Is community news site Digg driven by users, or is there a secret conspiracy that determines what gets promoted to the front page?
This article appears in the August 06 issue of PC Advisor, available in all good newsagents now.
That was the question that concerned ForeverGeek.com recently.
On noticing a slightly odd pattern regarding the order in which users digged/dugg/voted for a couple of entries, contributor Macgyver posted a story on ForeverGeek entitled ‘Digg Army: Right in Line’.
The post ended: "Lo and behold, the first 16 diggs for each story were identical! If we remove [one user called] bribera from one of them, the first 19 diggs were identical for both stories. In fact, of the first 24 diggs, only two users varied for both stories.

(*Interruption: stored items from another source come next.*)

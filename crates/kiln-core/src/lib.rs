//! # kiln-core
//!
//! Build-environment provisioning for kiln.
//!
//! This crate turns a container runtime into ready-to-use build
//! environments: it launches or resumes instances, bootstraps bare buildd
//! images, caches bootstrapped images, and moves files and directory trees
//! between the host and the environment.
//!
//! ## Architecture
//!
//! ```text
//! ┌────────────────────────────────────────────────────────────┐
//! │                       kiln-core (host)                     │
//! ├────────────────────────────────────────────────────────────┤
//! │                                                            │
//! │  ┌─────────────────┐      ┌────────────────────────────┐   │
//! │  │    Provider     │─────▶│  ImageCache                │   │
//! │  │   - setup()     │      │   - ensure()               │   │
//! │  │   - teardown()  │      └────────────────────────────┘   │
//! │  └─────────────────┘                  │                    │
//! │           │                           ▼                    │
//! │           │               ┌────────────────────────────┐   │
//! │           │               │  Bootstrapper              │   │
//! │           │               │   networking, apt, snapd   │   │
//! │           ▼               └────────────────────────────┘   │
//! │  ┌─────────────────┐                                       │
//! │  │  Environment    │      ┌────────────────────────────┐   │
//! │  │   Host | Lxd    │─────▶│  sync: tar over a pipe     │   │
//! │  └─────────────────┘      └────────────────────────────┘   │
//! │           │                                                │
//! └───────────┼────────────────────────────────────────────────┘
//!             ▼
//! ┌────────────────────────────────────────────────────────────┐
//! │              kiln-lxd: RuntimeClient (lxc CLI)             │
//! └────────────────────────────────────────────────────────────┘
//! ```
//!
//! ## Quick Start
//!
//! ```no_run
//! use kiln_core::{BuilddImage, Executor, ExecOptions, LxdConfig, Provider};
//! use kiln_lxd::Lxc;
//! use std::path::Path;
//! use std::sync::Arc;
//!
//! # async fn example() -> kiln_core::Result<()> {
//! let config = LxdConfig::builder()
//!     .instance_name("kiln-hello")
//!     .image(BuilddImage::Focal)
//!     .build()?;
//!
//! let mut provider = Provider::lxd(Arc::new(Lxc::new()), config);
//! let env = provider.setup().await?;
//!
//! env.sync_to(Path::new("./src"), Path::new("/root/project")).await?;
//! let output = env
//!     .execute_run(
//!         &["make".to_string(), "-C".to_string(), "/root/project".to_string()],
//!         &ExecOptions::checked(),
//!     )
//!     .await?;
//! println!("{}", output.stdout_lossy());
//!
//! provider.teardown(true).await?;
//! # Ok(())
//! # }
//! ```
//!
//! ## Features
//!
//! - **One Executor Contract**: host and container environments run commands the same way
//! - **Instance Lifecycle**: launch, resume, stop, delete; ephemeral or persistent
//! - **Image Bootstrap**: networking, package manager and snapd set up with readiness polling
//! - **Intermediate Images**: bootstrap once, launch from the published image afterwards
//! - **Directory Sync**: streamed tar transfer when a bind mount is not available

mod bootstrap;
mod cache;
mod config;
mod error;
mod executor;
mod host;
mod image;
mod instance;
mod provider;
mod retry;
pub mod sync;

#[cfg(any(test, feature = "test-utils"))]
pub mod testing;

pub use bootstrap::{BootstrapConfig, Bootstrapper, ReadinessFailure, DEFAULT_HOSTNAME};
pub use cache::{CacheOutcome, ImageCache};
pub use config::{
    default_run_environment, LxdConfig, LxdConfigBuilder, BUILDD_REMOTE_ADDR,
    BUILDD_REMOTE_NAME, BUILDD_REMOTE_PROTOCOL, MIN_RUNTIME_VERSION,
};
pub use error::{CoreError, Result};
pub use executor::{Environment, ExecOptions, ExecOutput, Executor, ProcessIo};
pub use host::{HostExecutor, DEFAULT_PATH};
pub use image::{BuilddImage, ImageRef, BUILDD_REVISION};
pub use instance::Instance;
pub use provider::{Backend, Provider, ProviderState};
pub use retry::{wait_until, Readiness, RetryPolicy};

"Hey, even Digg founder Kevin Rose is seen there. The one blog entry for each post was by the same person, too, but we can chalk that up to coincidence. Interpret as you want."
Then news reached the site owners that it was no longer possible to submit links from ForeverGeek to Digg. Macgyver posted a follow-up: "So we posted this and some people found it interesting. Over at the fellow geeky [blog] Binary Bonsai, reader Andreas Climent noted that submitting any URL from ForeverGeek to Digg was now impossible. We got banned from Digg."
But it wasn’t just ForeverGeek that was banned – some Digg users found themselves locked out of their accounts and stories disappearing from the logs.
Kevin Rose addressed the issues in a post on Digg’s blog: "The banning of ForeverGeek.com: aside from the dozens of user reports, several accounts were created to artificially inflate the digg count of their stories. When a single URL hits a threshold of reports, our standard procedure is to block that URL from submission. Again, mass fraud digging is in violation of our terms of service."
While ForeverGeek wasn’t responsible for the fake accounts, it looks like it was the victim of Digg’s attempts to prevent people playing the system to increase traffic to their websites.